Up until that point the memorial's construction seemed imminent. Congress had just donated $10,000,000 in matching funds, and a groundbreaking had been scheduled for 2006, but other problems beset the project. Fundraising efforts were complicated by King's family, which demanded royalties from money raised using King's name and image in marketing for the memorial. Some supporters protested that a black sculptor had not been chosen, and others decried the choice of Chinese granite, noting that the use of Chinese workers, who are poorly paid and treated, was not respectful of their own civil rights struggle.
With funding lagging, a new design team did not begin until the summer of 2007, when the Foundation selected McKissack and McKissack, Turner Construction, Beltsville-based Gilford Corporation, and Tompkins Builders (now owned by Turner). According to Lisa Anders, Senior Project Manager at McKissack, the engineering firm was chosen because they have "done work on the Mall, and worked on Jefferson and Lincoln Memorials, and we are a minority CM and architecture group, so we bring that to the project."
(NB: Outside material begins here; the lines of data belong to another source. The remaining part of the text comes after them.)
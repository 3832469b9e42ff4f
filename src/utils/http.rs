use futures::stream::{self, StreamExt};
use reqwest::header::{HeaderMap, HeaderName, HeaderValue};
use reqwest::{Client, ClientBuilder};
use std::time::Duration;
use tracing::{debug, warn};
use url::Url;

use crate::config::Config;
use crate::error::{IngestError, Result};

/// Build the single client shared by the main and detail fetches of a run.
pub fn create_client(config: &Config) -> Result<Client> {
    let mut headers = HeaderMap::new();
    for (name, value) in &config.headers {
        let header_name = HeaderName::from_bytes(name.as_bytes()).map_err(|e| IngestError::Header {
            name: name.clone(),
            message: e.to_string(),
        })?;
        let header_value = HeaderValue::from_str(value).map_err(|e| IngestError::Header {
            name: name.clone(),
            message: e.to_string(),
        })?;
        headers.insert(header_name, header_value);
    }

    let client = ClientBuilder::new()
        .user_agent(&config.user_agent)
        .default_headers(headers)
        .timeout(Duration::from_secs(config.timeout_seconds))
        .pool_max_idle_per_host(config.concurrency)
        .build()?;

    Ok(client)
}

/// Fetch one document. Transport errors and non-success statuses are errors; nothing is retried.
pub async fn fetch_document(client: &Client, url: &Url) -> Result<String> {
    let response = client.get(url.clone()).send().await?;

    let status = response.status();
    if !status.is_success() {
        warn!("HTTP error {}: {}", status, url);
        return Err(IngestError::Status {
            url: url.to_string(),
            status,
        });
    }

    Ok(response.text().await?)
}

/// Fetch many documents with at most `concurrency` requests in flight.
///
/// Failed fetches are logged and skipped. Successful pages are returned in completion
/// order. With a `deadline`, pages still pending when it expires are skipped as well.
pub async fn fetch_documents(
    client: &Client,
    urls: Vec<Url>,
    concurrency: usize,
    deadline: Option<Duration>,
) -> Vec<(Url, String)> {
    let total = urls.len();
    let mut pages = Vec::with_capacity(total);
    let mut failed = 0usize;

    let mut responses = stream::iter(urls)
        .map(|url| async move {
            let result = fetch_document(client, &url).await;
            (url, result)
        })
        .buffer_unordered(concurrency.max(1));

    let collect = async {
        while let Some((url, result)) = responses.next().await {
            match result {
                Ok(body) => {
                    debug!("Fetched detail page {}", url);
                    pages.push((url, body));
                }
                Err(e) => {
                    warn!("Skipping detail page {}: {}", url, e);
                    failed += 1;
                }
            }
        }
    };

    let finished = match deadline {
        Some(limit) => tokio::time::timeout(limit, collect).await.is_ok(),
        None => {
            collect.await;
            true
        }
    };

    if !finished {
        warn!(
            "Detail page deadline reached with {} of {} pages pending",
            total - pages.len() - failed,
            total
        );
    }

    pages
}
//! Message handlers for the crowdfunding context.
//!
//! Donations ride on the accounting context: `DonateToCampaign` emits a
//! `RequestTransfer` toward the campaign owner's account, tagged with the
//! campaign ID, and the `TransferSucceeded` subscriber records the
//! donation once the money has actually moved.

use std::sync::Arc;

use async_trait::async_trait;
use uuid::Uuid;

use common::CampaignId;
use dispatch::{
    CommandBody, CommandHandler, CommandKind, DispatchError, EventBody, EventHandler, EventKind,
    Message, MessageBus, Metadata, Result, UnitOfWork,
};

use super::aggregate::{Campaign, Donation};
use super::store::campaign_repository;
use crate::error::DomainError;

/// Metadata key correlating a transfer with the campaign it pays into.
pub const CAMPAIGN_ID_KEY: &str = "campaign_id";

/// Handles the `CreateCampaign` command.
pub struct CreateCampaignHandler;

#[async_trait]
impl CommandHandler for CreateCampaignHandler {
    async fn handle(&self, uow: &mut UnitOfWork, command: CommandBody) -> Result<()> {
        let CommandBody::CreateCampaign {
            campaign_id,
            account_id,
            title,
            description,
            goal,
        } = command
        else {
            return Err(DispatchError::UnexpectedMessage("CreateCampaign"));
        };

        let mut repository = campaign_repository(uow);
        if repository.find_by_id(campaign_id).await?.is_none() {
            repository
                .add(Campaign::new(campaign_id, account_id, title, description, goal))
                .await?;
            tracing::info!(%campaign_id, %goal, "campaign created");
        }
        Ok(())
    }
}

/// Handles the `DonateToCampaign` command.
///
/// Validates the donation against the campaign's rules before any money
/// moves; a rejection produces a terminal `TransferRejected` instead of a
/// transfer request.
pub struct DonateToCampaignHandler;

#[async_trait]
impl CommandHandler for DonateToCampaignHandler {
    async fn handle(&self, uow: &mut UnitOfWork, command: CommandBody) -> Result<()> {
        let CommandBody::DonateToCampaign {
            idempotency_key,
            campaign_id,
            account_id,
            amount,
        } = command
        else {
            return Err(DispatchError::UnexpectedMessage("DonateToCampaign"));
        };

        let campaign = campaign_repository(uow)
            .find_by_id(campaign_id)
            .await?
            .ok_or(DomainError::CampaignNotFound(campaign_id))?;

        let (owner, verdict) = {
            let campaign = campaign.read().await;
            (
                campaign.account_id(),
                campaign.ensure_can_accept(account_id, amount),
            )
        };

        let mut metadata = Metadata::new();
        metadata.insert(CAMPAIGN_ID_KEY.to_string(), campaign_id.to_string());

        match verdict {
            Ok(()) => uow.emit(Message::command(CommandBody::RequestTransfer {
                idempotency_key,
                from_account_id: account_id,
                to_account_id: owner,
                amount,
                metadata,
            })),
            Err(reason @ (DomainError::SelfDonation | DomainError::GoalReached)) => {
                tracing::info!(%campaign_id, %account_id, %reason, "donation rejected");
                uow.emit(Message::event(EventBody::TransferRejected {
                    idempotency_key,
                    from_account_id: account_id,
                    to_account_id: owner,
                    amount,
                    metadata,
                }));
            }
            Err(other) => return Err(other.into()),
        }

        Ok(())
    }
}

/// Records a donation once the backing transfer has succeeded.
pub struct RecordDonationHandler;

#[async_trait]
impl EventHandler for RecordDonationHandler {
    async fn handle(&self, uow: &mut UnitOfWork, event: EventBody) -> Result<()> {
        let EventBody::TransferSucceeded {
            idempotency_key,
            from_account_id,
            amount,
            metadata,
            ..
        } = event
        else {
            return Err(DispatchError::UnexpectedMessage("TransferSucceeded"));
        };

        // Transfers without a campaign tag are none of our business.
        let Some(raw_campaign_id) = metadata.get(CAMPAIGN_ID_KEY) else {
            return Ok(());
        };
        let Ok(campaign_id) = Uuid::parse_str(raw_campaign_id).map(CampaignId::from_uuid) else {
            tracing::warn!(%raw_campaign_id, "unparseable campaign id on transfer, skipping");
            return Ok(());
        };

        let campaign = campaign_repository(uow)
            .find_by_id(campaign_id)
            .await?
            .ok_or(DomainError::CampaignNotFound(campaign_id))?;

        let outcome = campaign.write().await.donate(Donation {
            idempotency_key,
            account_id: from_account_id,
            amount,
        });

        match outcome {
            Ok(()) => {
                metrics::counter!("crowdfunding_donations_recorded_total").increment(1);
                Ok(())
            }
            // Lost race: the goal was reached between validation and the
            // transfer landing. The funds are already in the owner's
            // account; redelivery must not wedge on this.
            Err(reason @ (DomainError::GoalReached | DomainError::SelfDonation)) => {
                tracing::warn!(%campaign_id, %reason, "donation not recorded");
                Ok(())
            }
            Err(other) => Err(other.into()),
        }
    }
}

/// Registers every crowdfunding handler on the bus.
pub fn register_crowdfunding_handlers(bus: &mut MessageBus) {
    bus.register_command_handler(CommandKind::CreateCampaign, Arc::new(CreateCampaignHandler));
    bus.register_command_handler(
        CommandKind::DonateToCampaign,
        Arc::new(DonateToCampaignHandler),
    );
    bus.register_event_handler(EventKind::TransferSucceeded, Arc::new(RecordDonationHandler));
}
In 2008 the Commission of Fine Arts asked for a reduction in the size of King's statue and the stone of hope, stating that "the statue design is difficult to evaluate because such colossal human sculptures are rarely created in modern times...the recent imagery of such sculptures includes television broadcasts of these statues being pulled down in other countries, a comparison that would be harmful to the success of this memorial." Commissioners commented that only statues meant to be viewed from a distance were now built so big (both Lincoln and Jefferson nearby likenesses are smaller), and created the suggestion "of a colossal statue rather than a depiction of an actual man." The Commission also disagreed with the heavy use of bollards, and the resulting shift in perimeter security to a more natural barrier slowed the project by up to a year.
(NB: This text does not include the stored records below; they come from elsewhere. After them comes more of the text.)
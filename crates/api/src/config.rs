//! Application configuration loaded from environment variables.

use std::time::Duration;

/// LNbits connection settings.
///
/// Read from `LNBITS_API_URL`, `LNBITS_INVOICE_KEY` and
/// `LNBITS_ADMIN_KEY`; the processor is only wired when all three are
/// present.
#[derive(Debug, Clone)]
pub struct LnBitsConfig {
    pub api_url: String,
    pub invoice_key: String,
    pub admin_key: String,
}

/// Server configuration with sensible defaults for local runs.
///
/// Reads from environment variables:
/// - `HOST` - bind address (default: `"0.0.0.0"`)
/// - `PORT` - listen port (default: `3000`)
/// - `DATABASE_URL` - PostgreSQL connection string; when unset the
///   service runs on the in-memory backend
/// - `OUTBOX_INTERVAL_MS` - outbox poll interval (default: `100`)
#[derive(Debug, Clone)]
pub struct Config {
    pub host: String,
    pub port: u16,
    pub database_url: Option<String>,
    pub outbox_interval: Duration,
    pub lnbits: Option<LnBitsConfig>,
}

impl Config {
    /// Loads configuration from environment variables, falling back to
    /// defaults.
    pub fn from_env() -> Self {
        let lnbits = match (
            std::env::var("LNBITS_API_URL"),
            std::env::var("LNBITS_INVOICE_KEY"),
            std::env::var("LNBITS_ADMIN_KEY"),
        ) {
            (Ok(api_url), Ok(invoice_key), Ok(admin_key)) => Some(LnBitsConfig {
                api_url,
                invoice_key,
                admin_key,
            }),
            _ => None,
        };

        Self {
            host: std::env::var("HOST").unwrap_or_else(|_| "0.0.0.0".to_string()),
            port: std::env::var("PORT")
                .ok()
                .and_then(|port| port.parse().ok())
                .unwrap_or(3000),
            database_url: std::env::var("DATABASE_URL").ok(),
            outbox_interval: Duration::from_millis(
                std::env::var("OUTBOX_INTERVAL_MS")
                    .ok()
                    .and_then(|interval| interval.parse().ok())
                    .unwrap_or(100),
            ),
            lnbits,
        }
    }

    /// Returns the `"host:port"` bind address string.
    pub fn addr(&self) -> String {
        format!("{}:{}", self.host, self.port)
    }
}

impl Default for Config {
    fn default() -> Self {
        Self {
            host: "0.0.0.0".to_string(),
            port: 3000,
            database_url: None,
            outbox_interval: Duration::from_millis(100),
            lnbits: None,
        }
    }
}
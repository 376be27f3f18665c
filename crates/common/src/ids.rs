use serde::{Deserialize, Serialize};
use uuid::Uuid;

/// Unique identifier for an account.
///
/// Wraps a UUID to provide type safety and prevent mixing up account
/// identifiers with other UUID-based identifiers.
#[derive(Debug, Clone, Copy, PartialEq, Eq, Hash, Serialize, Deserialize)]
#[serde(transparent)]
pub struct AccountId(Uuid);

impl AccountId {
    /// Creates a new random account ID.
    pub fn new() -> Self {
        Self(Uuid::new_v4())
    }

    /// Creates an account ID from an existing UUID.
    pub fn from_uuid(uuid: Uuid) -> Self {
        Self(uuid)
    }

    /// Returns the underlying UUID.
    pub fn as_uuid(&self) -> Uuid {
        self.0
    }
}

impl Default for AccountId {
    fn default() -> Self {
        Self::new()
    }
}

impl std::fmt::Display for AccountId {
    fn fmt(&self, f: &mut std::fmt::Formatter<'_>) -> std::fmt::Result {
        write!(f, "{}", self.0)
    }
}

impl From<Uuid> for AccountId {
    fn from(uuid: Uuid) -> Self {
        Self(uuid)
    }
}

impl From<AccountId> for Uuid {
    fn from(id: AccountId) -> Self {
        id.0
    }
}

/// Unique identifier for a crowdfunding campaign.
#[derive(Debug, Clone, Copy, PartialEq, Eq, Hash, Serialize, Deserialize)]
#[serde(transparent)]
pub struct CampaignId(Uuid);

impl CampaignId {
    /// Creates a new random campaign ID.
    pub fn new() -> Self {
        Self(Uuid::new_v4())
    }

    /// Creates a campaign ID from an existing UUID.
    pub fn from_uuid(uuid: Uuid) -> Self {
        Self(uuid)
    }

    /// Returns the underlying UUID.
    pub fn as_uuid(&self) -> Uuid {
        self.0
    }
}

impl Default for CampaignId {
    fn default() -> Self {
        Self::new()
    }
}

impl std::fmt::Display for CampaignId {
    fn fmt(&self, f: &mut std::fmt::Formatter<'_>) -> std::fmt::Result {
        write!(f, "{}", self.0)
    }
}

impl From<Uuid> for CampaignId {
    fn from(uuid: Uuid) -> Self {
        Self(uuid)
    }
}

impl From<CampaignId> for Uuid {
    fn from(id: CampaignId) -> Self {
        id.0
    }
}

/// Lightning payment hash, assigned by the Lightning node when an invoice
/// is created. Doubles as the identity of the invoice aggregate.
#[derive(Debug, Clone, PartialEq, Eq, Hash, Serialize, Deserialize)]
#[serde(transparent)]
pub struct PaymentHash(String);

impl PaymentHash {
    /// Creates a payment hash from a string.
    pub fn new(hash: impl Into<String>) -> Self {
        Self(hash.into())
    }

    /// Returns the hash as a string slice.
    pub fn as_str(&self) -> &str {
        &self.0
    }
}

impl std::fmt::Display for PaymentHash {
    fn fmt(&self, f: &mut std::fmt::Formatter<'_>) -> std::fmt::Result {
        write!(f, "{}", self.0)
    }
}

impl From<&str> for PaymentHash {
    fn from(hash: &str) -> Self {
        Self(hash.to_string())
    }
}

impl From<String> for PaymentHash {
    fn from(hash: String) -> Self {
        Self(hash)
    }
}

/// Caller-supplied token ensuring a logically identical operation has at
/// most one effect regardless of how many times it is delivered.
#[derive(Debug, Clone, PartialEq, Eq, Hash, Serialize, Deserialize)]
#[serde(transparent)]
pub struct IdempotencyKey(String);

impl IdempotencyKey {
    /// Creates an idempotency key from a string.
    pub fn new(key: impl Into<String>) -> Self {
        Self(key.into())
    }

    /// Creates a fresh random key.
    pub fn random() -> Self {
        Self(Uuid::new_v4().simple().to_string())
    }

    /// Returns the key as a string slice.
    pub fn as_str(&self) -> &str {
        &self.0
    }
}

impl std::fmt::Display for IdempotencyKey {
    fn fmt(&self, f: &mut std::fmt::Formatter<'_>) -> std::fmt::Result {
        write!(f, "{}", self.0)
    }
}

impl From<&str> for IdempotencyKey {
    fn from(key: &str) -> Self {
        Self(key.to_string())
    }
}

impl From<String> for IdempotencyKey {
    fn from(key: String) -> Self {
        Self(key)
    }
}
Despite the complications, work now appears to be in its last phase. With $107m of the projected $120m project already raised, the National Park Service issued construction permits last October, and on December 28th of 2009 initial site prep began on the site, which should wrap up in a little more than a year. Says Purnell of the original design-build team "I would just like to see the Memorial built." It now seems certain he will get his wish.